I’ll be practicing being vulnerable, and being myself on Saturday. I want to bring some food as well. I learned that it’s pretty common for players to eat in the building. I’m going to cook something and bring extra to share. Maybe an opportunity for a new recipe?

My eBay shelf is very unorganized. If I sell some small part which is listed in my eBay store, I’m really going to struggle to find it! Cincinnati Picker has a pretty good system from what I can see. He uses labelled totes on his shelves, and each listing has a tote number on it. I’m being lazy and not bothering to do that. My inventory is out of hand! I have a few shelves which contain a mixture of listed and non-listed items. I’m going to get into trouble keeping track of things if I keep this up!

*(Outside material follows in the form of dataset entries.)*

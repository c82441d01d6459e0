//! Test doubles for surfaces and host output.
//!
//! Available to this crate's unit tests and, through the `test-helpers`
//! feature, to integration tests of dependent crates.

use std::io::Write;
use std::sync::{Arc, Mutex, MutexGuard};

use opsh_core::prelude::*;
use opsh_core::{ScreenSize, WindowSize};

use crate::dispatch::Dispatcher;
use crate::window::{DialogRequest, Surface, SurfaceFactory, WindowOptions};

/// Shared record of the calls made on a [`RecordingSurface`]
#[derive(Debug, Clone, Default)]
pub struct SurfaceLog {
    calls: Arc<Mutex<Vec<String>>>,
}

impl SurfaceLog {
    fn lock(&self) -> MutexGuard<'_, Vec<String>> {
        self.calls.lock().unwrap_or_else(|e| e.into_inner())
    }

    fn push(&self, call: String) {
        self.lock().push(call);
    }

    /// Every call, oldest first
    pub fn calls(&self) -> Vec<String> {
        self.lock().clone()
    }

    pub fn last(&self) -> Option<String> {
        self.lock().last().cloned()
    }

    /// Number of calls exactly equal to `call`
    pub fn count(&self, call: &str) -> usize {
        self.lock().iter().filter(|c| *c == call).count()
    }

    /// Calls starting with `prefix`
    pub fn matching(&self, prefix: &str) -> Vec<String> {
        self.lock()
            .iter()
            .filter(|c| c.starts_with(prefix))
            .cloned()
            .collect()
    }
}

/// Surface that records every call as a short string
#[derive(Debug)]
pub struct RecordingSurface {
    log: SurfaceLog,
    screen: ScreenSize,
    external_error: Option<String>,
    webview_failed: bool,
}

impl Default for RecordingSurface {
    fn default() -> Self {
        Self::new()
    }
}

impl RecordingSurface {
    pub fn new() -> Self {
        Self {
            log: SurfaceLog::default(),
            screen: ScreenSize::new(1920, 1080),
            external_error: None,
            webview_failed: false,
        }
    }

    pub fn with_screen(mut self, screen: ScreenSize) -> Self {
        self.screen = screen;
        self
    }

    /// Make `open_external` fail with `message`
    pub fn failing_external(mut self, message: &str) -> Self {
        self.external_error = Some(message.to_string());
        self
    }

    pub fn with_webview_failed(mut self) -> Self {
        self.webview_failed = true;
        self
    }

    /// Handle on the call log that outlives the boxed surface
    pub fn log(&self) -> SurfaceLog {
        self.log.clone()
    }
}

impl Surface for RecordingSurface {
    fn set_title(&mut self, title: &str) {
        self.log.push(format!("set_title {}", title));
    }

    fn show(&mut self) {
        self.log.push("show".to_string());
    }

    fn hide(&mut self) {
        self.log.push("hide".to_string());
    }

    fn navigate(&mut self, url: &str) {
        self.log.push(format!("navigate {}", url));
    }

    fn set_size(&mut self, size: WindowSize) {
        self.log
            .push(format!("set_size {}x{}", size.width, size.height));
    }

    fn screen_size(&self) -> ScreenSize {
        self.screen
    }

    fn set_system_menu(&mut self, menu: &str) {
        self.log.push(format!("set_system_menu {}", menu));
    }

    fn set_context_menu(&mut self, seq: &str, menu: &str) {
        self.log.push(format!("set_context_menu {} {}", seq, menu));
    }

    fn open_external(&mut self, uri: &str) -> Result<()> {
        self.log.push(format!("open_external {}", uri));
        match &self.external_error {
            Some(message) => Err(Error::surface(message.clone())),
            None => Ok(()),
        }
    }

    fn eval(&mut self, script: &str) {
        self.log.push(format!("eval {}", script));
    }

    fn show_inspector(&mut self) {
        self.log.push("show_inspector".to_string());
    }

    fn open_dialog(&mut self, request: DialogRequest) {
        self.log.push(format!(
            "open_dialog seq={} save={} dirs={} files={} multiple={} path={} title={} name={}",
            request.seq,
            request.is_save,
            request.allow_dirs,
            request.allow_files,
            request.allow_multiple,
            request.default_path,
            request.title,
            request.default_name
        ));
    }

    fn close(&mut self) {
        self.log.push("close".to_string());
    }

    fn webview_failed(&self) -> bool {
        self.webview_failed
    }
}

/// Factory producing [`RecordingSurface`]s and keeping their logs and
/// dispatchers, in creation order.
#[derive(Debug, Default)]
pub struct RecordingFactory {
    pub logs: Vec<SurfaceLog>,
    pub dispatchers: Vec<Dispatcher>,
    pub options: Vec<WindowOptions>,
    /// Surface 0 reports a failed webview
    pub webview_failed: bool,
}

impl SurfaceFactory for RecordingFactory {
    fn create(
        &mut self,
        options: &WindowOptions,
        dispatcher: Dispatcher,
    ) -> Result<Box<dyn Surface>> {
        let mut surface = RecordingSurface::new();
        if self.webview_failed && options.index == 0 {
            surface = surface.with_webview_failed();
        }
        self.logs.push(surface.log());
        self.dispatchers.push(dispatcher);
        self.options.push(options.clone());
        Ok(Box::new(surface))
    }
}

/// In-memory host stdout
#[derive(Debug, Clone, Default)]
pub struct SharedBuffer {
    bytes: Arc<Mutex<Vec<u8>>>,
}

impl SharedBuffer {
    pub fn new() -> Self {
        Self::default()
    }

    /// Everything written so far, lossily decoded
    pub fn contents(&self) -> String {
        let bytes = self.bytes.lock().unwrap_or_else(|e| e.into_inner());
        String::from_utf8_lossy(&bytes).into_owned()
    }

    pub fn lines(&self) -> Vec<String> {
        self.contents().lines().map(str::to_string).collect()
    }
}

impl Write for SharedBuffer {
    fn write(&mut self, buf: &[u8]) -> std::io::Result<usize> {
        self.bytes
            .lock()
            .unwrap_or_else(|e| e.into_inner())
            .extend_from_slice(buf);
        Ok(buf.len())
    }

    fn flush(&mut self) -> std::io::Result<()> {
        Ok(())
    }
}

I suppose I should figure out a system and stick with it. The problem is that I don’t think shit is selling fast enough. It’s going to sit on that shelf forever, maybe infinitely. Maybe I’m dealing with too many low-value items here…

I think that’s a big problem with my listings. Also I’m putting the prices up pretty high. Every now and then I get offers though, so at least some people are willing to make offers.

This is all a learning experience. That’s why I can’t get too upset with myself, because I’m just learning one thing after another. I’ll be okay as long as I work hard, list often, and keep an open mind. I have to be open to the idea that I am not doing something very well. If I can identify those issues, resolve them, and implement a better way of doing something, I think I’ll be able to make this work.

$1200 gross sales this month. That’s what I’m going for, a match of last month! Let’s go to the moon, baby!

If I can keep that amount of gross sales every month, I think I’ll be in good shape. That much money means I’ll have enough for groceries and gas, and I’ll be able to put a little into investments. Investments that can eventually churn out monthly revenue to the point where I can quit eBay and do fun shit like filecoin mining and pro blogging!

Or all at once! Less eBay but more fun things like web development and card collecting!

Baby steps. Right now I’m going to go list some more shit on eBay and listen to JRE. I’m thankful for Joe Rogan and his curiosity and conversational skills. I’m grateful for CoDA and group therapy which I wlll be attending tomorrow. I’m grateful for GOOD BEDS which I can use to get a good night sleep! Baby steps towards a good bed in my future!